The Intelligence Summit is an annual conference run principally by John Loftus and funded by an organization he controls, the Intelligence and Homeland Security Educational Center (IHEC). The stated purpose of these regular meetings is "to provide an opportunity for the international intelligence community to listen to and learn from each other, and to share ideas in the common war against terrorism."

==Organization==
According to the Intelligence Summit's website, the meetings are run by organizers (Robert Katz and John Loftus) and an Advisory Council, which includes or included in the past "two former heads of CIA, the head of British Joint Intelligence, senior officials of the Mossad, the former Director of the Congressional Task Force on Terrorism, the former director of the Indian Counter Intelligence Service, generals of the US Army and Air Force intelligence services, and academic experts". Among the Advisory Council members are the author and consultant Yossef Bodansky, special operations expert Richard Marcinko, and retired generals and Fox News military analysts Paul E. Vallely and Tom McInerney.

===Funding===
Ron Jacobs notes that the primary sponsor of the conference, Michael Cherney, "is the subject of controversy and is currently denied entry into the United States because of his indictment on various charges in Russia and Israel." Jacobs points out that "Cherney is well-known among supporters of Israel and has contributed millions of dollars to various organizations on the right end of Israel's political spectrum, as well as several thousands to the US Republican Party." St. Petersburg Times confirms that Cherney is the main contributor to the Summit and notes that "the United States has denied Cherney a visa since 1999 because of alleged ties to the Russian mafia." Cherney was listed for organized crime and money laundering on the Interpol Red List of wanted persons. Loftus counters that Cherney "was framed by [former Director of the Office of National Intelligence John] Negroponte."

===Controversies===
John Loftus has come under fire from former representatives of the International Holocaust Education Center, who are concerned about him using the organization's tax-exempt status improperly to promote his intelligence activities. The St. Petersburg Times noted that "Walter Loebenberg, who founded the Holocaust Education Center and approved of turning the name over to Loftus in 2005 because of his high regard for him, says that he knew Loftus was doing intelligence work at the time. 'But ... we agreed he would change the name if he did his intelligence work under the name of the Holocaust Education Center. It has gone farther than we expected,' said Loebenberg. 'We never would have organized or sponsored an intelligence conference.'" An Internal Revenue Service spokesperson explained the impropriety: "If a tax-exempt charitable organization changes the name, the purpose or the structure, it must let IRS know by corresponding with us. And, it must remain neutral and nonpartisan."

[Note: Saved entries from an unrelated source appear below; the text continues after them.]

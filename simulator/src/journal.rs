//! Per-device JSON log of every generated reading.

use crate::reading::Reading;
use std::fs;
use std::io::ErrorKind;
use std::path::{Path, PathBuf};
use tracing::warn;

pub fn journal_path(dir: &Path, device_id: &str) -> PathBuf {
    dir.join(format!("{}_log.json", device_id))
}

/// Appends `reading` to `<dir>/<device_id>_log.json`. A missing or unreadable
/// log starts a new array.
pub fn append(dir: &Path, reading: &Reading) -> anyhow::Result<()> {
    fs::create_dir_all(dir)?;
    let path = journal_path(dir, &reading.device_id);

    let mut log: Vec<Reading> = match fs::read(&path) {
        Ok(bytes) => serde_json::from_slice(&bytes).unwrap_or_else(|e| {
            warn!("Starting a new log, {} is not valid: {}", path.display(), e);
            Vec::new()
        }),
        Err(e) if e.kind() == ErrorKind::NotFound => Vec::new(),
        Err(e) => return Err(e.into()),
    };

    log.push(reading.clone());
    fs::write(&path, serde_json::to_vec_pretty(&log)?)?;
    Ok(())
}
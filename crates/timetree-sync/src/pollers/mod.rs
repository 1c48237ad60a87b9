//! Background tasks that keep the published calendars fresh.
//!
//! The sync task runs as a tokio background task inside the server
//! process, sharing settings and the output directory with the HTTP side.

pub mod calendar;

pub use calendar::{run_sync_cycle, start_calendar_sync_task, CycleStats};
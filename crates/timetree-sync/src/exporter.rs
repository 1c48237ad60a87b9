//! Runs the external `timetree-exporter` tool for one mapping and publishes
//! the `.ics` file it produces.
//!
//! The exporter writes to a staging path next to the published file; only
//! after a clean exit is the staging file renamed over `<unit>.ics`, so the
//! HTTP server never serves a half-written calendar.

use crate::config::{Settings, TIMETREE_EMAIL, TIMETREE_PASSWORD};
use async_trait::async_trait;
use shared_types::Mapping;
use std::fmt;
use std::io;
use std::path::{Path, PathBuf};
use std::process::Stdio;
use std::sync::Arc;
use thiserror::Error;
use tokio::process::Command;

/// A fully resolved command line plus extra environment for the child.
#[derive(Clone, PartialEq, Eq)]
pub struct Invocation {
    pub program: String,
    pub args: Vec<String>,
    pub envs: Vec<(String, String)>,
}

/// Renders the command line only; `envs` may carry credentials.
impl fmt::Display for Invocation {
    fn fmt(&self, f: &mut fmt::Formatter<'_>) -> fmt::Result {
        write!(f, "{}", self.program)?;
        for arg in &self.args {
            write!(f, " {}", arg)?;
        }
        Ok(())
    }
}

impl fmt::Debug for Invocation {
    fn fmt(&self, f: &mut fmt::Formatter<'_>) -> fmt::Result {
        let env_keys: Vec<&str> = self.envs.iter().map(|(k, _)| k.as_str()).collect();
        f.debug_struct("Invocation")
            .field("program", &self.program)
            .field("args", &self.args)
            .field("env_keys", &env_keys)
            .finish()
    }
}

/// Captured result of a finished child process
#[derive(Debug, Clone, Default, PartialEq, Eq)]
pub struct CommandOutput {
    /// `None` when the child was terminated by a signal
    pub exit_code: Option<i32>,
    pub stdout: String,
    pub stderr: String,
}

impl CommandOutput {
    pub fn success(&self) -> bool {
        self.exit_code == Some(0)
    }
}

/// Executes an [`Invocation`] to completion.
#[async_trait]
pub trait CommandRunner: Send + Sync {
    async fn run(&self, invocation: &Invocation) -> io::Result<CommandOutput>;
}

/// Spawns a real child process and buffers its output.
#[derive(Debug, Clone, Copy, Default)]
pub struct ProcessRunner;

#[async_trait]
impl CommandRunner for ProcessRunner {
    async fn run(&self, invocation: &Invocation) -> io::Result<CommandOutput> {
        let output = Command::new(&invocation.program)
            .args(&invocation.args)
            .envs(invocation.envs.iter().map(|(k, v)| (k.as_str(), v.as_str())))
            .stdin(Stdio::null())
            .kill_on_drop(true)
            .output()
            .await?;

        Ok(CommandOutput {
            exit_code: output.status.code(),
            stdout: String::from_utf8_lossy(&output.stdout).into_owned(),
            stderr: String::from_utf8_lossy(&output.stderr).into_owned(),
        })
    }
}

#[derive(Debug, Error)]
pub enum ExportError {
    #[error("failed to launch {program}: {source}")]
    Spawn {
        program: String,
        #[source]
        source: io::Error,
    },

    #[error("exporter exited with {}: {}", describe_exit(.code), .stderr.trim())]
    ExitStatus { code: Option<i32>, stderr: String },

    #[error("exporter exited cleanly but wrote nothing to {}", .0.display())]
    MissingOutput(PathBuf),

    #[error("failed to publish {}: {source}", .path.display())]
    Publish {
        path: PathBuf,
        #[source]
        source: io::Error,
    },
}

fn describe_exit(code: &Option<i32>) -> String {
    match code {
        Some(code) => format!("status {}", code),
        None => "no status (killed by signal)".to_string(),
    }
}

/// Outcome of a successful [`Exporter::sync_one`]
#[derive(Debug, Clone)]
pub struct SyncReport {
    pub unit: String,
    pub path: PathBuf,
    pub output: CommandOutput,
}

#[derive(Clone)]
pub struct Exporter {
    settings: Arc<Settings>,
    runner: Arc<dyn CommandRunner>,
}

impl Exporter {
    pub fn new(settings: Arc<Settings>) -> Self {
        Self::with_runner(settings, Arc::new(ProcessRunner))
    }

    pub fn with_runner(settings: Arc<Settings>, runner: Arc<dyn CommandRunner>) -> Self {
        Self { settings, runner }
    }

    pub fn settings(&self) -> &Settings {
        &self.settings
    }

    /// `timetree-exporter [-e EMAIL] -c CALENDAR_CODE -o OUTPUT`
    ///
    /// The password travels through the child's environment only.
    pub fn invocation(&self, mapping: &Mapping, output: &Path) -> Invocation {
        let mut args = Vec::with_capacity(6);
        let mut envs = Vec::new();

        if let Some(email) = &self.settings.email {
            args.push("-e".to_string());
            args.push(email.clone());
            envs.push((TIMETREE_EMAIL.to_string(), email.clone()));
        }
        if let Some(password) = &self.settings.password {
            envs.push((TIMETREE_PASSWORD.to_string(), password.clone()));
        }

        args.push("-c".to_string());
        args.push(mapping.source_id.clone());
        args.push("-o".to_string());
        args.push(output.to_string_lossy().into_owned());

        Invocation {
            program: self.settings.exporter_bin.clone(),
            args,
            envs,
        }
    }

    /// Export one mapping and publish the result as `<unit>.ics`.
    ///
    /// On any failure the previously published file is left as it was.
    pub async fn sync_one(&self, mapping: &Mapping) -> Result<SyncReport, ExportError> {
        let artifact = self.settings.artifact_path(&mapping.name);
        let staging = self.settings.staging_path(&mapping.name);

        tracing::info!(
            "=== Syncing {} (TimeTree: {}, Google: {}) ===",
            mapping.name,
            mapping.source_id,
            mapping.destination_id
        );

        discard(&staging).await;

        let invocation = self.invocation(mapping, &staging);
        tracing::debug!("Running: {}", invocation);

        let output = self
            .runner
            .run(&invocation)
            .await
            .map_err(|source| ExportError::Spawn {
                program: invocation.program.clone(),
                source,
            })?;

        if !output.stdout.trim().is_empty() {
            tracing::debug!("[{}] stdout:\n{}", mapping.name, output.stdout.trim_end());
        }

        if !output.success() {
            discard(&staging).await;
            return Err(ExportError::ExitStatus {
                code: output.exit_code,
                stderr: output.stderr,
            });
        }

        if !output.stderr.trim().is_empty() {
            tracing::debug!("[{}] stderr:\n{}", mapping.name, output.stderr.trim_end());
        }

        match tokio::fs::metadata(&staging).await {
            Ok(meta) if meta.is_file() => {}
            _ => return Err(ExportError::MissingOutput(staging)),
        }

        if let Err(source) = tokio::fs::rename(&staging, &artifact).await {
            discard(&staging).await;
            return Err(ExportError::Publish {
                path: artifact,
                source,
            });
        }

        tracing::info!("[{}] ICS written to {}", mapping.name, artifact.display());

        Ok(SyncReport {
            unit: mapping.name.clone(),
            path: artifact,
            output,
        })
    }
}

/// Best-effort removal of a leftover staging file
async fn discard(path: &Path) {
    match tokio::fs::remove_file(path).await {
        Ok(()) => tracing::debug!("Removed stale {}", path.display()),
        Err(e) if e.kind() == io::ErrorKind::NotFound => {}
        Err(e) => tracing::warn!("Failed to remove {}: {}", path.display(), e),
    }
}
use axum::{
    extract::{Path, State},
    http::{header, StatusCode},
    response::{IntoResponse, Response},
    Json,
};
use shared_types::{unit_from_file_name, StatusResponse};

use crate::error::{ApiError, ApiResult};
use crate::state::AppState;

pub const CALENDAR_CONTENT_TYPE: &str = "text/calendar; charset=utf-8";

pub async fn health_check() -> StatusCode {
    StatusCode::OK
}

/// GET / - service status plus the mappings as configured right now
pub async fn get_status(State(state): State<AppState>) -> Json<StatusResponse> {
    Json(StatusResponse::running(
        state.settings.sync_interval_minutes,
        state.mappings.mappings(),
    ))
}

/// GET /:file - the last published calendar of one unit, e.g. `/FAMILY.ics`
pub async fn get_calendar(
    State(state): State<AppState>,
    Path(file_name): Path<String>,
) -> ApiResult<Response> {
    let unit = unit_from_file_name(&file_name)
        .filter(|unit| !unit.contains(|c: char| c == '/' || c == '\\'))
        .ok_or_else(|| ApiError::not_found(format!("{} not found", file_name)))?;

    if !state.mappings.mappings().iter().any(|m| m.name == unit) {
        return Err(ApiError::not_found(format!("Unknown unit: {}", unit)));
    }

    let path = state.settings.artifact_path(unit);
    let body = match tokio::fs::read(&path).await {
        Ok(body) => body,
        Err(e) if e.kind() == std::io::ErrorKind::NotFound => {
            return Err(ApiError::not_found(format!(
                "Calendar for {} has not been synced yet",
                unit
            )));
        }
        Err(e) => return Err(e.into()),
    };

    tracing::debug!("Serving {} ({} bytes)", path.display(), body.len());

    Ok(([(header::CONTENT_TYPE, CALENDAR_CONTENT_TYPE)], body).into_response())
}
use serde::{Deserialize, Serialize};

/// Status marker reported by a live service.
pub const STATUS_RUNNING: &str = "running";

/// File extension of every published calendar artifact.
pub const ICS_EXTENSION: &str = "ics";

/// One TimeTree calendar exported on behalf of one Google calendar.
///
/// `name` is the environment key the mapping was read from and doubles as
/// the file stem of the published artifact.
#[derive(Debug, Clone, PartialEq, Eq, Serialize, Deserialize)]
pub struct Mapping {
    pub name: String,
    pub source_id: String,
    pub destination_id: String,
}

impl Mapping {
    pub fn new(
        name: impl Into<String>,
        source_id: impl Into<String>,
        destination_id: impl Into<String>,
    ) -> Self {
        Self {
            name: name.into(),
            source_id: source_id.into(),
            destination_id: destination_id.into(),
        }
    }

    /// File name the artifact for this unit is published under
    pub fn artifact_file_name(&self) -> String {
        artifact_file_name(&self.name)
    }
}

/// `UNIT_A` -> `UNIT_A.ics`
pub fn artifact_file_name(unit: &str) -> String {
    format!("{}.{}", unit, ICS_EXTENSION)
}

/// Inverse of [`artifact_file_name`]; `None` when the suffix is missing or
/// the stem is empty.
pub fn unit_from_file_name(file_name: &str) -> Option<&str> {
    let stem = file_name.strip_suffix(ICS_EXTENSION)?.strip_suffix('.')?;
    if stem.is_empty() {
        None
    } else {
        Some(stem)
    }
}

/// Body of `GET /`
#[derive(Debug, Clone, PartialEq, Eq, Serialize, Deserialize)]
pub struct StatusResponse {
    pub status: String,
    pub sync_interval_minutes: u64,
    pub units: Vec<Mapping>,
}

impl StatusResponse {
    pub fn running(sync_interval_minutes: u64, units: Vec<Mapping>) -> Self {
        Self {
            status: STATUS_RUNNING.to_string(),
            sync_interval_minutes,
            units,
        }
    }
}

/// API error response body
#[derive(Debug, Clone, Serialize, Deserialize)]
pub struct ErrorResponse {
    pub error: String,
    #[serde(default, skip_serializing_if = "Option::is_none")]
    pub details: Option<String>,
}

impl ErrorResponse {
    pub fn new(error: impl Into<String>) -> Self {
        Self {
            error: error.into(),
            details: None,
        }
    }

    pub fn with_details(error: impl Into<String>, details: impl Into<String>) -> Self {
        Self {
            error: error.into(),
            details: Some(details.into()),
        }
    }
}
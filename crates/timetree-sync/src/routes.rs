use axum::{routing::get, Router};
use tower_http::trace::TraceLayer;

use crate::handlers;
use crate::state::AppState;

/// Build the HTTP surface. Endpoints switched off in the settings are not
/// routed at all and answer 404.
pub fn create_app(state: AppState) -> Router {
    let mut router: Router<AppState> = Router::new().route("/health", get(handlers::health_check));

    if state.settings.status_endpoint_enabled {
        router = router.route("/", get(handlers::get_status));
    }
    if state.settings.file_endpoint_enabled {
        router = router.route("/:file", get(handlers::get_calendar));
    }

    router.layer(TraceLayer::new_for_http()).with_state(state)
}
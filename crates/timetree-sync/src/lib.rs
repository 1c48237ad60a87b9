//! Periodically exports TimeTree calendars to `.ics` files with the external
//! `timetree-exporter` tool and republishes them over HTTP for calendar
//! subscriptions.

pub mod config;
pub mod error;
pub mod exporter;
pub mod handlers;
pub mod pollers;
pub mod routes;
pub mod state;

use tracing_subscriber::{layer::SubscriberExt, util::SubscriberInitExt};

/// Install the global tracing subscriber; `RUST_LOG` overrides `default_filter`.
pub fn init_tracing(default_filter: &str) {
    tracing_subscriber::registry()
        .with(
            tracing_subscriber::EnvFilter::try_from_default_env()
                .unwrap_or_else(|_| default_filter.into()),
        )
        .with(tracing_subscriber::fmt::layer())
        .init();
}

Loftus has also been criticized for listing sponsors of the Summit who never consented to being so listed, including Konica Minolta and Florida Holocaust Museum board member Bruce Epstein.

==Objectives==
The Intelligence Summit's emphasis is upon terrorism and jihad related issues; former Jamaa Islamia terrorist and author Tawfik Hamid is on the Summit's Advisory Council. Ahmed Bedier of the Council on American-Islamic Relations noted of Hamid's participation in the Summit, "The Intelligence Summit is a group of neoconservatives and private intelligence agencies that are benefiting from the war on terrorism. And opportunists like Hamid and others at this event are bashing and cashing and making money from it." Legal analyst Victoria Toensing said, "This is not a mainstream conference with recognized names in the field. I've been in the intelligence and terrorism world a long time, and I would not suggest going to this conference for intelligence or terrorism information."

==2006 Intelligence Summit==
The Intelligence Summit gained prominence in February 2006, when a conference speaker, former US Deputy Undersecretary of Defense John A. Shaw, asserted that Russia had helped Saddam Hussein smuggle out his WMDs; he also claimed that the DIA and CIA had interfered with his investigations. Shaw's accusations became part of the controversy surrounding the Iraq War. Shaw had been fired from the Department of Defense in 2004 in the wake of an FBI corruption probe allegedly tied to false accusations being used to manipulate contract awards in Iraq. Numerous examples of Shaw's claims were public, including placing stories in the Financial Times and Washington Times, an "official" DoD Report that Shaw produced without authorization and an official DoD press release that was subsequently withdrawn, allegedly with the intent to damage specific competitors and help his "friends" bidding for reconstruction contracts in Iraq. Shaw made these statements in the face of several official investigations to the contrary, most notably the Report of the Iraq Study Group led by Charles Duelfer published on 30 September 2004.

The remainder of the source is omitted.